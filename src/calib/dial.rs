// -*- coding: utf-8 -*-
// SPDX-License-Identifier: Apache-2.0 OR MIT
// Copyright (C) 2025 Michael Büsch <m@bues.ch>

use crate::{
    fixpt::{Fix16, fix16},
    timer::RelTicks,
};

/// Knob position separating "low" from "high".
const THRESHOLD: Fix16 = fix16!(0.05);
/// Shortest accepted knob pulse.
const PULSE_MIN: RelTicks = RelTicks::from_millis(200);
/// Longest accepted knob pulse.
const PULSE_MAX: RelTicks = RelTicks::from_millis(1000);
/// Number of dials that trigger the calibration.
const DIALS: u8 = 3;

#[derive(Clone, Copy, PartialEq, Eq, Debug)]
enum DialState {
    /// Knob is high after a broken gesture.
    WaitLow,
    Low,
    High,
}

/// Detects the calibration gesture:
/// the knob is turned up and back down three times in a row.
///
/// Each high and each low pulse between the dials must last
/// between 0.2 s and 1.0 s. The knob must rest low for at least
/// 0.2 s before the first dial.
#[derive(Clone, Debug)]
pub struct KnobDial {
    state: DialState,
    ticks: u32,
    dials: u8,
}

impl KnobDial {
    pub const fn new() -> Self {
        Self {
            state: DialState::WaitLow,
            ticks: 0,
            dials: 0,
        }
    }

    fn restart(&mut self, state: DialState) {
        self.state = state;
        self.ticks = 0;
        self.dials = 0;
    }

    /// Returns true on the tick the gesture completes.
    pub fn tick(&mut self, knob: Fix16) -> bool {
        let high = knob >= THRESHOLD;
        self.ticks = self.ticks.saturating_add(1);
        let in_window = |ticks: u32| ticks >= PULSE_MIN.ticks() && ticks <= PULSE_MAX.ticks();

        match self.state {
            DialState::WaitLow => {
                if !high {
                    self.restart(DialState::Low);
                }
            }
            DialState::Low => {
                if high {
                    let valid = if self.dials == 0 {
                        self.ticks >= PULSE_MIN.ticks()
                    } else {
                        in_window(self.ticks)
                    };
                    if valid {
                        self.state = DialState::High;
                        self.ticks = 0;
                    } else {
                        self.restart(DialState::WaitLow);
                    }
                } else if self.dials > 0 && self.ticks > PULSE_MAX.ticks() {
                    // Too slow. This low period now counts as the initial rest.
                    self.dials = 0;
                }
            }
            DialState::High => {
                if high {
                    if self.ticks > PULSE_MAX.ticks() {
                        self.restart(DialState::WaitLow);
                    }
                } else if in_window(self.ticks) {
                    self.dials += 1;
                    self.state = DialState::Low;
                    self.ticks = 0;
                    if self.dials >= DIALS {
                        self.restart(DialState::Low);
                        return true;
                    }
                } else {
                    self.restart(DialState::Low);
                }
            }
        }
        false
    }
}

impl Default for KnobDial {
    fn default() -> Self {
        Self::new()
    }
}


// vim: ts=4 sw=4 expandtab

···

Work to be completed: The lines you need are those holding the word "between"; copy each of them from the material above.

Written answer:
/// Each high and each low pulse between the dials must last
/// between 0.2 s and 1.0 s. The knob must rest low for at least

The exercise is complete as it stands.